Jednak potencjalne zmiany w dostawach, niezależnie od tego, czy pochodzą z OPEC+, Iranu, czy US Strategic Petroleum Reserve, to tylko „krople w wiadrze” w porównaniu z jednym kluczowym, przeoczonym czynnikiem, zauważa Salem Abraham, prezes Abraham Trading, który zarządza
Twierdza Abrahama
fundusz (symbol: FORTX).
Dodaje, że „brak reinwestycji w wiercenie nowych szybów naftowych” jest częściowo spowodowany rosnącymi kosztami odwiertów, co doprowadziło do konieczności wyższych cen ropy na progu rentowności. Na całym świecie wierci się obecnie tylko około 655 platform wiertniczych, a ceny ropy zbliżają się do 100 dolarów za baryłkę, mówi. Ale kiedy w grudniu 60 r. ceny wynosiły około 2019 USD, działało około 825 platform wiertniczych.

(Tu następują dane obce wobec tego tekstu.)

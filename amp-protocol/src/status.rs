//! Zone status frames and the fixed-width line decoder

use serde::{Deserialize, Serialize};

use crate::attribute::Attribute;
use crate::zone::ZoneId;

/// Number of two-digit groups in a status frame (zone id + ten fields)
const GROUP_COUNT: usize = 11;

/// Literal prefix of every status frame
const FRAME_PREFIX: &str = "#>";

/// One zone's full attribute set, decoded from a single status frame
///
/// Field values are the verbatim two-character decimal strings from the
/// wire. Leading zeros are significant and the value ranges are
/// device-defined, so they are never parsed to integers - the bridge
/// passes them through untouched.
///
/// A `ZoneStatus` is always created whole from one frame; there are no
/// partial updates.
#[derive(Debug, Clone, PartialEq, Eq, Serialize, Deserialize)]
pub struct ZoneStatus {
    /// Zone the frame describes
    pub zone: ZoneId,
    /// Power amplifier flag
    pub pa: String,
    /// Zone power flag
    pub pr: String,
    /// Mute flag
    pub mu: String,
    /// Device timestamp/diagnostic field (read-only)
    pub dt: String,
    /// Volume
    pub vo: String,
    /// Treble
    pub tr: String,
    /// Bass
    pub bs: String,
    /// Balance
    pub bl: String,
    /// Input channel
    pub ch: String,
    /// Keypad lock flag
    pub ls: String,
}

impl ZoneStatus {
    /// Attempts to decode one raw serial line as a status frame
    ///
    /// The grammar is strict on purpose: literal `#>` followed by exactly
    /// eleven two-digit groups, nothing else. Fixed digit counts mean
    /// malformed device output cannot desynchronize field boundaries.
    /// A trailing `\r` is tolerated (the reply delimiter is `\n`, but some
    /// firmware revisions emit `\r\n`).
    ///
    /// Returns `None` for anything that does not match. Partial or noise
    /// lines are a normal occurrence on a shared serial bus and are not
    /// errors.
    pub fn parse_line(line: &str) -> Option<Self> {
        let line = line.strip_suffix('\r').unwrap_or(line);
        let digits = line.strip_prefix(FRAME_PREFIX)?;

        if digits.len() != GROUP_COUNT * 2 || !digits.bytes().all(|b| b.is_ascii_digit()) {
            return None;
        }

        let group = |i: usize| digits[i * 2..i * 2 + 2].to_string();

        // A frame for an impossible zone (e.g. "10") is noise, not state.
        let zone: ZoneId = digits[0..2].parse().ok()?;

        Some(ZoneStatus {
            zone,
            pa: group(1),
            pr: group(2),
            mu: group(3),
            dt: group(4),
            vo: group(5),
            tr: group(6),
            bs: group(7),
            bl: group(8),
            ch: group(9),
            ls: group(10),
        })
    }

    /// Projects a single settable attribute's verbatim field value
    pub fn attribute(&self, attribute: Attribute) -> &str {
        match attribute {
            Attribute::PowerAmp => &self.pa,
            Attribute::Power => &self.pr,
            Attribute::Mute => &self.mu,
            Attribute::Volume => &self.vo,
            Attribute::Treble => &self.tr,
            Attribute::Bass => &self.bs,
            Attribute::Balance => &self.bl,
            Attribute::Channel => &self.ch,
            Attribute::KeypadLock => &self.ls,
        }
    }
}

To „odłączenie” jest głównym powodem jego przekonania, że cena ropy wzrośnie do 200 dolarów w ciągu najbliższych 18-XNUMX miesięcy.
Powrót do poziomów produkcji sprzed pandemii będzie wymagał nowych odwiertów, mówi Abraham. Przewiduje, że „popyt z procy złapie stronę podażową na płasko, co spowoduje duży wzrost cen” do 200 USD za ropę i 10 USD za galon benzyny.